→ EXERCISE: Please repeat, from the entries that follow, the lines from the one containing "add_days(date, weeks.saturating_mul(7))" through the one containing "1st (182 days)." exactly, adding nothing.

→ RECORDS FOR THIS TASK:
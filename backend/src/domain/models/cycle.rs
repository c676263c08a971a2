use chrono::NaiveDate;
use serde::{Deserialize, Serialize};

use crate::domain::errors::RecordValidationError;

pub const MIN_CYCLE_LENGTH: u32 = 21;
pub const MAX_CYCLE_LENGTH: u32 = 35;
pub const MIN_PERIOD_LENGTH: u32 = 3;
pub const MAX_PERIOD_LENGTH: u32 = 7;

/// The user's menstrual cycle as last registered; overwritten on every edit
#[derive(Debug, Clone, PartialEq, Serialize, Deserialize)]
#[serde(rename_all = "camelCase")]
pub struct CycleRecord {
    pub last_period_date: NaiveDate,
    pub cycle_length: u32,
    pub period_length: u32,
}

impl CycleRecord {
    /// Build a record, rejecting lengths outside the supported ranges
    pub fn new(
        last_period_date: NaiveDate,
        cycle_length: u32,
        period_length: u32,
    ) -> Result<Self, RecordValidationError> {
        if !(MIN_CYCLE_LENGTH..=MAX_CYCLE_LENGTH).contains(&cycle_length) {
            return Err(RecordValidationError::CycleLengthOutOfRange(cycle_length));
        }
        if !(MIN_PERIOD_LENGTH..=MAX_PERIOD_LENGTH).contains(&period_length) {
            return Err(RecordValidationError::PeriodLengthOutOfRange(period_length));
        }
        Ok(Self {
            last_period_date,
            cycle_length,
            period_length,
        })
    }
}

#[cfg(test)]
mod tests {
    use super::*;

    fn date() -> NaiveDate {
        NaiveDate::from_ymd_opt(2024, 1, 1).unwrap()
    }

    #[test]
    fn test_new_accepts_boundaries() {
        assert!(CycleRecord::new(date(), 21, 3).is_ok());
        assert!(CycleRecord::new(date(), 35, 7).is_ok());
    }

    #[test]
    fn test_new_rejects_out_of_range() {
        assert!(matches!(
            CycleRecord::new(date(), 20, 5),
            Err(RecordValidationError::CycleLengthOutOfRange(20))
        ));
        assert!(matches!(
            CycleRecord::new(date(), 36, 5),
            Err(RecordValidationError::CycleLengthOutOfRange(36))
        ));
        assert!(matches!(
            CycleRecord::new(date(), 28, 2),
            Err(RecordValidationError::PeriodLengthOutOfRange(2))
        ));
        assert!(matches!(
            CycleRecord::new(date(), 28, 8),
            Err(RecordValidationError::PeriodLengthOutOfRange(8))
        ));
    }

    #[test]
    fn test_serializes_camel_case() {
        let record = CycleRecord::new(date(), 28, 5).unwrap();
        let json = serde_json::to_value(&record).unwrap();
        assert_eq!(json["lastPeriodDate"], "2024-01-01");
        assert_eq!(json["cycleLength"], 28);
        assert_eq!(json["periodLength"], 5);
    }
}
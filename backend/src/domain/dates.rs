//! Date arithmetic shared by the three trackers.
//!
//! Every function here operates on `NaiveDate` values only: there is no
//! time-of-day or timezone component, so equal dates always differ by zero
//! days and adding days never shifts across a DST boundary.

use chrono::{Duration, NaiveDate};
use shared::Countdown;

/// Average month length used to convert elapsed days into months
pub const AVERAGE_MONTH_DAYS: f64 = 30.44;

/// Absolute whole-day difference between two dates
pub fn days_between(a: NaiveDate, b: NaiveDate) -> i64 {
    (b - a).num_days().abs()
}

/// Signed day difference, positive when `target` lies after `today`
pub fn days_until(today: NaiveDate, target: NaiveDate) -> i64 {
    (target - today).num_days()
}

/// Shift `date` by `days`, saturating at the ends of the representable range
pub fn add_days(date: NaiveDate, days: i64) -> NaiveDate {
    Duration::try_days(days)
        .and_then(|delta| date.checked_add_signed(delta))
        .unwrap_or(if days < 0 { NaiveDate::MIN } else { NaiveDate::MAX })
}

pub fn add_weeks(date: NaiveDate, weeks: i64) -> NaiveDate {
    add_days(date, weeks.saturating_mul(7))
}

/// Whole weeks elapsed from `from` to `to`, rounded towards negative infinity
pub fn weeks_between(from: NaiveDate, to: NaiveDate) -> i64 {
    (to - from).num_days().div_euclid(7)
}

/// Age in months as `floor(days / 30.44)`.
///
/// This is a deterministic approximation rather than a calendar-month count:
/// a child born on Jan 1st is 5 months old on Jul 1st (182 days).
pub fn age_in_months(birth_date: NaiveDate, as_of: NaiveDate) -> u32 {
    let days = days_between(birth_date, as_of) as f64;
    (days / AVERAGE_MONTH_DAYS).floor() as u32
}

/// Countdown from `today` to `target`; zero or negative distances are `Passed`
pub fn countdown(today: NaiveDate, target: NaiveDate) -> Countdown {
    let days = days_until(today, target);
    if days > 0 {
        Countdown::Remaining {
            days: u32::try_from(days).unwrap_or(u32::MAX),
        }
    } else {
        Countdown::Passed
    }
}

/// Parse an ISO 8601 calendar date written exactly as `YYYY-MM-DD`.
///
/// Signed or extended years (`+262142-12-20`) are rejected even though
/// chrono's `%Y` would accept them.
pub fn parse_iso_date(value: &str) -> Option<NaiveDate> {
    let value = value.trim();
    let bytes = value.as_bytes();
    let well_formed = bytes.len() == 10
        && bytes[4] == b'-'
        && bytes[7] == b'-'
        && bytes
            .iter()
            .enumerate()
            .all(|(i, b)| i == 4 || i == 7 || b.is_ascii_digit());
    if !well_formed {
        return None;
    }
    NaiveDate::parse_from_str(value, "%Y-%m-%d").ok()
}

pub fn format_iso_date(date: NaiveDate) -> String {
    date.format("%Y-%m-%d").to_string()
}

→ THE ANSWER:
    add_days(date, weeks.saturating_mul(7))
}

/// Whole weeks elapsed from `from` to `to`, rounded towards negative infinity
pub fn weeks_between(from: NaiveDate, to: NaiveDate) -> i64 {
    (to - from).num_days().div_euclid(7)
}

/// Age in months as `floor(days / 30.44)`.
///
/// This is a deterministic approximation rather than a calendar-month count:
/// a child born on Jan 1st is 5 months old on Jul 1st (182 days).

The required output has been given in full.